Private lands in Jackson Hole are critical to the survival of many wildlife species, comprising 3% of Teton County. For thousands of years, wildlife have used these habitats and traveled these corridors, despite changes in property ownership and boundaries. Crucial habitat for large ungulates like moose, elk and mule deer, and nesting sites for bald eagles, trumpeter swans, and spawning cutthroat trout are found on these lands. A herd of pronghorn antelope that winter in Wyoming’s Green River basin and summer in Grand Teton National Park makes the longest known terrestrial animal migration in the 48 contiguous states, and has been doing so for over 6,000 years – one of two remaining pronghorn migration corridors out of eight that originally existed in the Greater Yellowstone.
Protecting large open spaces in the valley on historic ranches also conserves the iconic images of Jackson Hole’s history, and make possible the sweeping views that we enjoy in every direction, including summer haystacks dotting the landscape, newborn calves of spring, and historic barns. In addition to these large tracts of land, we also recognize the importance of protecting access to treasured community gathering places that enhance our relationship with the landscape.

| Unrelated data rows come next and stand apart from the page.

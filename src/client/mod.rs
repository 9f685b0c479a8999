//! # Streaming Client
//!
//! Client side of the audio streaming protocol, built on `tokio-tungstenite`.
//!
//! ## Typical Flow:
//! ```rust,ignore
//! let mut client = StreamingClient::connect("ws://127.0.0.1:8080/ws/audio", ReconnectPolicy::default()).await?;
//! client.start(ProcessingParams::new(0.8, 0.0, 1.0)).await?;
//! client.push(&captured).await?;
//! while let Some(event) = client.next_event().await? {
//!     if let ClientEvent::Audio(buffer) = event {
//!         recorder.play(&buffer)?;
//!     }
//! }
//! ```
//!
//! ## Send Guard:
//! Sending while the socket is not open is a logged no-op, never an error or a
//! panic. Capture callbacks keep firing while a connection is being re-established,
//! and those chunks are simply dropped.

pub mod playback;
pub mod reconnect;

pub use playback::{PlaybackSink, WavRecorder};
pub use reconnect::ReconnectPolicy;

use crate::audio::codec;
use crate::audio::{NativeBuffer, ProcessingParams};
use crate::error::{StreamError, StreamResult};
use crate::protocol::{
    AudioResponse, ConversationMessage, Envelope, ErrorPayload, Heartbeat, Message, StatusKind,
};
use futures_util::{SinkExt, StreamExt};
use tokio::net::TcpStream;
use tokio_tungstenite::tungstenite::Message as WsMessage;
use tokio_tungstenite::{connect_async, MaybeTlsStream, WebSocketStream};
use tracing::{debug, info, warn};
use uuid::Uuid;

type Socket = WebSocketStream<MaybeTlsStream<TcpStream>>;

/// Something the server told us.
#[derive(Debug, Clone, PartialEq)]
pub enum ClientEvent {
    /// Connection accepted; a new session exists on the server
    Ready { session_id: String },
    /// One processed chunk, decoded for playback
    Audio(NativeBuffer),
    /// The stream was stopped (acknowledges `control-stop`)
    Stopped { message: String },
    /// The server started answering a text message with speech
    Processing { message: String },
    /// All speech for the last text message has been sent
    Finished { message: String },
    /// Server-stamped echo of a conversation message
    Text(ConversationMessage),
    /// Recoverable failure reported by the server
    Error(ErrorPayload),
    /// Answer to an application-level ping
    Pong(Heartbeat),
}

/// WebSocket client for one streaming connection.
pub struct StreamingClient {
    url: String,
    policy: ReconnectPolicy,
    socket: Option<Socket>,
    /// Identifier sent with every envelope
    correlation_id: String,
    session_id: Option<String>,
}

impl StreamingClient {
    /// Connect, retrying according to `policy`.
    pub async fn connect(url: impl Into<String>, policy: ReconnectPolicy) -> StreamResult<Self> {
        let url = url.into();
        let socket = open_socket(&url, &policy).await?;
        Ok(Self {
            url,
            policy,
            socket: Some(socket),
            correlation_id: Uuid::new_v4().to_string(),
            session_id: None,
        })
    }

    /// Drop the current connection (if any) and open a new one.
    ///
    /// The new connection is a new session; any job on the old one is gone.
    pub async fn reconnect(&mut self) -> StreamResult<()> {
        if let Some(mut old) = self.socket.take() {
            let _ = old.close(None).await;
        }
        self.session_id = None;
        self.socket = Some(open_socket(&self.url, &self.policy).await?);
        Ok(())
    }

    pub fn is_open(&self) -> bool {
        self.socket.is_some()
    }

    /// Session id announced by the server's `ready` envelope.
    pub fn session_id(&self) -> Option<&str> {
        self.session_id.as_deref()
    }

    pub fn correlation_id(&self) -> &str {
        &self.correlation_id
    }

    /// Begin a streaming job with the given parameters.
    pub async fn start(&mut self, params: ProcessingParams) -> StreamResult<()> {
        self.send(Message::ControlStart(params)).await
    }

    /// Encode a captured buffer and send it as an `audio` envelope.
    ///
    /// Only channel 0 is sent. Empty buffers are not sent at all.
    pub async fn push(&mut self, buffer: &NativeBuffer) -> StreamResult<()> {
        let sample = codec::encode(buffer);
        if sample.is_empty() {
            return Ok(());
        }
        self.send(Message::Audio(sample)).await
    }

    /// Like [`push`](Self::push), but as a compact 16-bit PCM binary frame.
    pub async fn push_pcm16(&mut self, buffer: &NativeBuffer) -> StreamResult<()> {
        let sample = codec::encode(buffer);
        if sample.is_empty() {
            return Ok(());
        }
        self.send_frame(WsMessage::Binary(codec::encode_pcm16(&sample)))
            .await
    }

    pub async fn stop(&mut self) -> StreamResult<()> {
        self.send(Message::ControlStop).await
    }

    /// Send a conversation message; the server answers with speech.
    pub async fn say(&mut self, text: impl Into<String>) -> StreamResult<()> {
        self.send(Message::Text(ConversationMessage {
            text: text.into(),
            timestamp: 0,
        }))
        .await
    }

    pub async fn ping(&mut self, timestamp: f64) -> StreamResult<()> {
        self.send(Message::Ping(Heartbeat { timestamp })).await
    }

    /// Wait for the next event from the server.
    ///
    /// Returns `Ok(None)` once the connection is closed. Envelopes that do not
    /// concern the client (unknown types, client→server types) are skipped.
    pub async fn next_event(&mut self) -> StreamResult<Option<ClientEvent>> {
        loop {
            let Some(socket) = self.socket.as_mut() else {
                return Ok(None);
            };

            let next = socket.next().await;
            let frame = match next {
                None => {
                    self.socket = None;
                    return Ok(None);
                }
                Some(Err(e)) => {
                    self.socket = None;
                    return Err(e.into());
                }
                Some(Ok(frame)) => frame,
            };

            match frame {
                WsMessage::Text(text) => {
                    let envelope = Envelope::decode(text.as_bytes())?;
                    if let Some(event) = self.event_from(envelope)? {
                        return Ok(Some(event));
                    }
                }
                WsMessage::Close(frame) => {
                    info!(?frame, "Server closed the connection");
                    self.socket = None;
                    return Ok(None);
                }
                // Pings are answered by tungstenite itself
                _ => {}
            }
        }
    }

    /// Send a close frame and drop the socket.
    pub async fn close(&mut self) -> StreamResult<()> {
        if let Some(mut socket) = self.socket.take() {
            socket.close(None).await?;
        }
        Ok(())
    }

    async fn send(&mut self, message: Message) -> StreamResult<()> {
        let envelope = Envelope::new(message, self.correlation_id.clone());
        let text = envelope.encode()?;
        self.send_frame(WsMessage::Text(text)).await
    }

    async fn send_frame(&mut self, frame: WsMessage) -> StreamResult<()> {
        let Some(socket) = self.socket.as_mut() else {
            warn!("WebSocket is not open, frame not sent");
            return Ok(());
        };

        let sent = socket.send(frame).await;
        if let Err(e) = sent {
            self.socket = None;
            return Err(e.into());
        }
        Ok(())
    }

    fn event_from(&mut self, envelope: Envelope) -> StreamResult<Option<ClientEvent>> {
        let event = match envelope.message {
            Message::Ready(ready) => {
                self.session_id = Some(ready.session_id.clone());
                ClientEvent::Ready {
                    session_id: ready.session_id,
                }
            }
            Message::AudioResponse(AudioResponse::Chunk(sample)) => {
                ClientEvent::Audio(codec::decode(&sample)?)
            }
            Message::AudioResponse(AudioResponse::Status(status)) => match status.status {
                StatusKind::Stop => ClientEvent::Stopped {
                    message: status.message,
                },
                StatusKind::Processing => ClientEvent::Processing {
                    message: status.message,
                },
                StatusKind::Finished => ClientEvent::Finished {
                    message: status.message,
                },
            },
            Message::Text(text) => ClientEvent::Text(text),
            Message::Error(error) => ClientEvent::Error(error),
            Message::Pong(beat) => ClientEvent::Pong(beat),
            other => {
                debug!(kind = other.kind().as_str(), "Ignoring envelope");
                return Ok(None);
            }
        };
        Ok(Some(event))
    }
}

async fn open_socket(url: &str, policy: &ReconnectPolicy) -> StreamResult<Socket> {
    let mut attempts = 0;
    loop {
        match connect_async(url).await {
            Ok((socket, _response)) => {
                info!(url, "Connected");
                return Ok(socket);
            }
            Err(e) => {
                attempts += 1;
                if !policy.should_retry(attempts) {
                    return Err(StreamError::Transport(format!(
                        "could not connect to {} after {} attempt(s): {}",
                        url, attempts, e
                    )));
                }
                let delay = policy.delay_for_attempt(attempts);
                warn!(url, attempts, delay_ms = delay.as_millis() as u64, error = %e, "Connect failed, retrying");
                tokio::time::sleep(delay).await;
            }
        }
    }
}

#[cfg(test)]
mod tests {
    use super::*;

    #[tokio::test]
    async fn test_connect_gives_up_after_policy_attempts() {
        // Nothing listens on port 1.
        let policy = ReconnectPolicy {
            max_attempts: 2,
            initial_backoff_ms: 1,
            max_backoff_ms: 1,
            multiplier: 1.0,
        };
        let err = StreamingClient::connect("ws://127.0.0.1:1/ws/audio", policy)
            .await
            .err()
            .unwrap();

        assert!(err.is_fatal());
        assert!(err.to_string().contains("after 2 attempt(s)"));
    }
}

At the Jackson Hole Land Trust, we know that conservation requires both a sense of urgency and a patient resolve – particularly as we turn our attention to the last remaining tracts of land with high conservation value in our valley. Much of this land, some 20,000 acres, is at greater risk of development now than ever before. With looming estate taxes, the challenging economy, and the high demand for local real estate, landowners are faced with many pressures to sell and develop their land. To encourage their partnership, we bring our expertise, integrity, and proven track record to the table, and invite them to join us in our resolve to protect what is at stake: the scenic, wildlife, and ranching values of Jackson Hole that make it like no other valley on earth.